Finance Minister Tito Mboweni has said the government will miss its tax target by a whopping R300 billion this year as a result of the COVID-19 pandemic.
In a virtual supplementary budget speech to Parliament on Wednesday, Mboweni also said South Africa will have its worst economic contraction in 90 years and its debt is unsustainable.
“We have accumulated far too much debt; this downturn will add more. This year, out of every rand that we pay in tax, 21 cents goes to paying the interest on our past debts,” he said.
Key quotes from Mboweni’s speech
“The South African economy is now expected to contract by 7.2 percent in 2020. This is the largest contraction in nearly 90 years. Inflation will likely register 3 percent in 2020.”
“Projected total consolidated budget spending, including debt service costs, will exceed R2 trillion for the first time ever.
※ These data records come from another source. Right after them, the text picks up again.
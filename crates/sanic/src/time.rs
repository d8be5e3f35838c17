use core::time::Duration;
use std::time::{SystemTime, UNIX_EPOCH};

/// A source of ticks: the number of whole tick durations elapsed since a fixed
/// origin.
///
/// Ticks are **not** epoch-adjusted; the generator subtracts its epoch only
/// when packing an ID. This abstraction lets you plug in the wall clock, a
/// monotonic timer, or a scripted time source in tests.
///
/// # Example
///
/// ```
/// use sanic::TimeSource;
///
/// struct FixedTime;
/// impl TimeSource for FixedTime {
///     fn current_tick(&self) -> i64 {
///         1234
///     }
/// }
///
/// assert_eq!(FixedTime.current_tick(), 1234);
/// ```
pub trait TimeSource {
    /// Returns the current tick.
    fn current_tick(&self) -> i64;
}

impl<T: TimeSource + ?Sized> TimeSource for &T {
    fn current_tick(&self) -> i64 {
        (**self).current_tick()
    }
}

/// Wall-clock ticks: Unix time in nanoseconds divided by the tick duration.
///
/// The wall clock may be adjusted backwards (NTP, manual changes). Generators
/// detect that and spin until the clock catches up again.
#[derive(Clone, Copy, Debug, PartialEq, Eq, Hash)]
pub struct WallClock {
    tick_nanos: u128,
}

impl WallClock {
    /// Creates a clock counting in units of `tick`.
    ///
    /// Returns `None` for a zero `tick`.
    pub const fn new(tick: Duration) -> Option<Self> {
        let tick_nanos = tick.as_nanos();
        if tick_nanos == 0 {
            return None;
        }
        Some(Self { tick_nanos })
    }

    /// The duration of one tick.
    pub fn tick(&self) -> Duration {
        // `tick_nanos` came from a `Duration`, so it fits.
        Duration::new(
            (self.tick_nanos / 1_000_000_000) as u64,
            (self.tick_nanos % 1_000_000_000) as u32,
        )
    }

    fn ticks_in(&self, elapsed: Duration) -> i64 {
        i64::try_from(elapsed.as_nanos() / self.tick_nanos).unwrap_or(i64::MAX)
    }
}

impl TimeSource for WallClock {
    fn current_tick(&self) -> i64 {
        match SystemTime::now().duration_since(UNIX_EPOCH) {
            Ok(elapsed) => self.ticks_in(elapsed),
            // Clock set before 1970: count backwards instead of failing.
            Err(e) => -self.ticks_in(e.duration()),
        }
    }
}

#[cfg(test)]
mod tests {
    use super::*;

    #[test]
    fn zero_tick_is_rejected() {
        assert!(WallClock::new(Duration::ZERO).is_none());
    }

    #[test]
    fn tick_round_trips() {
        let tick = Duration::from_millis(1_500);
        assert_eq!(WallClock::new(tick).unwrap().tick(), tick);
    }

    #[test]
    fn counts_whole_ticks_since_unix_epoch() {
        let clock = WallClock::new(Duration::from_millis(10)).unwrap();
        let before = SystemTime::now().duration_since(UNIX_EPOCH).unwrap();
        let tick = clock.current_tick();
        let after = SystemTime::now().duration_since(UNIX_EPOCH).unwrap();

        let lo = i64::try_from(before.as_millis() / 10).unwrap();
        let hi = i64::try_from(after.as_millis() / 10).unwrap();
        assert!((lo..=hi).contains(&tick), "{lo} <= {tick} <= {hi}");
    }

    #[test]
    fn coarser_ticks_count_slower() {
        let millis = WallClock::new(Duration::from_millis(1)).unwrap();
        let seconds = WallClock::new(Duration::from_secs(1)).unwrap();
        let s = seconds.current_tick();
        let ms = millis.current_tick();
        assert!(ms / 1000 >= s);
        assert!(ms / 1000 - s <= 1);
    }

    #[test]
    fn references_are_time_sources() {
        fn read<T: TimeSource>(time: T) -> i64 {
            time.current_tick()
        }
        let clock = WallClock::new(Duration::from_secs(3600)).unwrap();
        assert!(read(&clock) > 0);
    }
}
/// Errors from the fixed-width display encoding.
#[derive(Clone, Copy, Debug, PartialEq, Eq, Hash, thiserror::Error)]
#[non_exhaustive]
pub enum EncodingError {
    /// The bit width is zero, not a multiple of 6, or wider than 60 bits.
    #[error("cannot encode {total_bits} bits as whole characters")]
    InvalidBitWidth { total_bits: u32 },

    /// The encoded string is empty or longer than any valid layout.
    #[error("invalid length: {len}")]
    InvalidLength { len: usize },

    /// The encoded string contains a byte outside the alphabet.
    #[error("invalid byte {byte:#04x} at index {index}")]
    InvalidCharacter { byte: u8, index: usize },
}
“Gross tax revenue collected during the first two months of 2020/21 was R142 billion, compared to our initial forecast for the same period of R177.3 billion. Put another way – we are already R35.3 billion behind on our 2020/21 target.
“As a consequence, gross tax revenue for the 2020/21 fiscal year is revised down from R1.43 trillion to R1.12 trillion. That means that we expect to miss our tax target for this year by over R300 billion.”
“Taken together, the measures and adjustments we present translate into a consolidated budget deficit of R761.7 billion, or 15.7 per cent of GDP in 2020/21. This is compared to the deficit of R370.5 billion, or 6.8 per cent of GDP projected in February.
“This increase is mainly due to the revised revenue projections and pay‐outs from the Unemployment Insurance Fund. The narrower measure, known as the main budget deficit, is projected to be 14.6 per cent of GDP.”
Gross national debt
“Our early projection is that gross national debt will be close to R4 trillion, or 81.8 per cent of GDP by the end of this fiscal year. This is compared to an estimate of R3.56 trillion or 65.6 per cent of GDP projected in February.
“Without external support, these borrowings will almost entirely consume all of our annual domestic saving, leaving no scope for investment or borrowing by anyone else.
“For this reason, we need to access new sources of funding. Government intends to borrow about US$7 billion from international finance institutions to support the pandemic response.”
Health and frontline services
“The Supplementary Budget proposes R21.5 billion for COVID‐19‐related healthcare spending. It also proposes a further allocation of R12.6 billion to services at the frontline of our response to the pandemic.”
“To support vulnerable households, an additional allocation of R25.5 billion to the Social Development department is proposed, for a total relief package of R41 billion.”
“The Economic Support Package sets aside R100 billion for a multi-year, comprehensive response to our jobs emergency.
“The President’s job creation and protection initiative will be rolled out over the medium-term. It will include a repurposed public employment programme and a Presidential Youth Employment Intervention. In this year, an amount of R6.1bn is already allocated, and a further R19.6 billion has been set aside mainly for this purpose.”
Division of revenue
“The national share for 2020/21 increases from R758 billion to R790 billion, the provincial share decreases from R649 billion to R645 billion and the local government share increases from R133 billion to R140 billion.
“An additional R11 billion is allocated to local government through the equitable share. A further R9 billion will be reprioritised within allocated conditional grants to fund additional water and sanitation provision and the sanitisation of public transport.”
“Government will narrow the deficit and stabilise debt at 87.4 percent of GDP in 2023/24. Cabinet has also adopted a target of a primary surplus by 2023/24.
“Government will also be allocating R3 billion to recapitalise the Land Bank. This Bank holds 29 per cent of South Africa’s agricultural debt.”
“The principle of zero‐based budgeting is that we must see demonstrable value for money: Eskom will need to show progress in meeting the milestones as laid down in the Roadmap. This is non-negotiable.”